We stepped down from the bus, and my partner
said hello to a handsome young man
with a face that looked vaguely familiar
as my partner called him by name.
And so I was reintroduced to
this teenager with the backpack
crammed with library books for his assignments
as I started remembering back
to the time when this youth was a baby
before years became months became hours,
when we walked our young dog every morning
admiring the houses and flowers
and the father would carry the baby
with the black-haired mum running behind
still packing the bag with the bottles
and ticking off things in her mind.

Time passed; the dog aged and got stiffer
and her muzzle was covered with frost.
She walked much more slowly beside us;
roads had to be carefully crossed.
Sometimes when approaching the lane way
with the winter air sharp as a knife
we'd see the child, holding the hand of
the man, and his beautiful wife
still running behind on stilettos
with the bag stuffed with things for the creche.

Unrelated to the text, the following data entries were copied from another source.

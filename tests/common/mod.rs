//! Shared test utilities

use std::sync::Arc;

use async_trait::async_trait;

use valet::{
    CommandResolver, CompletionBackend, DbPool, LogHud, MemoryRepo, SkillRegistry, db,
};

/// Set up an in-memory test database
#[must_use]
pub fn setup_test_db() -> DbPool {
    db::init_memory().expect("failed to init test db")
}

/// AI fallback stub returning a fixed reply
pub struct CannedAi(pub &'static str);

#[async_trait]
impl CompletionBackend for CannedAi {
    async fn complete(&self, _prompt: &str) -> String {
        self.0.to_string()
    }
}

/// Build a resolver over an in-memory database and a canned AI reply
#[must_use]
pub fn test_resolver(db: &DbPool, hud: Arc<LogHud>, ai_reply: &'static str) -> CommandResolver {
    test_resolver_with_skills(db, hud, ai_reply, SkillRegistry::new(Vec::new()))
}

/// Same, but with a caller-provided skill registry
#[must_use]
pub fn test_resolver_with_skills(
    db: &DbPool,
    hud: Arc<LogHud>,
    ai_reply: &'static str,
    skills: SkillRegistry,
) -> CommandResolver {
    CommandResolver::new(
        MemoryRepo::new(db.clone()),
        skills,
        Arc::new(CannedAi(ai_reply)),
        hud,
    )
}
//! Command normalization
//!
//! Raw transcripts arrive lowercase-ish but ragged: clipped phrases
//! ("combat mo"), wake-word residue, stray whitespace. Normalization maps
//! them onto canonical command strings so the resolver can match exactly.

/// Synonym table mapping colloquial or truncated phrases to canonical
/// commands. Order matters: suffix matching takes the first entry that
/// matches, which breaks ties between keys that are prefixes of each other
/// ("combat" vs "combat mo").
const SYNONYMS: &[(&str, &str)] = &[
    ("combat", "combat mode"),
    ("combat mo", "combat mode"),
    ("combat mod", "combat mode"),
    ("gaming", "gaming mode"),
    ("normal", "normal mode"),
    ("stealth", "stealth mode"),
    ("shut down", "shutdown computer"),
    ("switch to hindi", "switch to hindi"),
    ("hindi mein baat karo", "switch to hindi"),
    ("switch to english", "switch to english"),
    ("english mein baat karo", "switch to english"),
];

/// Normalize a raw transcript into a canonical command string
///
/// Lowercases and trims, then:
/// 1. an exact synonym-table match wins;
/// 2. otherwise, if the text ends with a table key preceded by a space,
///    substitute the mapped canonical phrase (first matching entry wins);
/// 3. otherwise return the trimmed, lowercased text unchanged.
///
/// Empty input normalizes to the empty string; callers must drop it rather
/// than dispatch it.
#[must_use]
pub fn normalize(raw: &str) -> String {
    let text = raw.trim().to_lowercase();

    for (key, canonical) in SYNONYMS {
        if text == *key {
            return (*canonical).to_string();
        }
    }

    for (key, canonical) in SYNONYMS {
        if text.ends_with(key) && text[..text.len() - key.len()].ends_with(' ') {
            return (*canonical).to_string();
        }
    }

    text
}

Soon the small boy could carry his school bag,
mum, her purse; dad was left with his case.
The faithful dog sickened and left us,
we lost sight of the family, and years
became months, became hours became minutes.
We thought that they'd all disappeared.

Then only today at the bus stop
was the tall, handsome youth with the pack
who will soon begin medical studies
and I found myself harkening back
to those mornings that time changed so quickly
and the images that still remain
as my partner remembered the family
and called the young man by his name.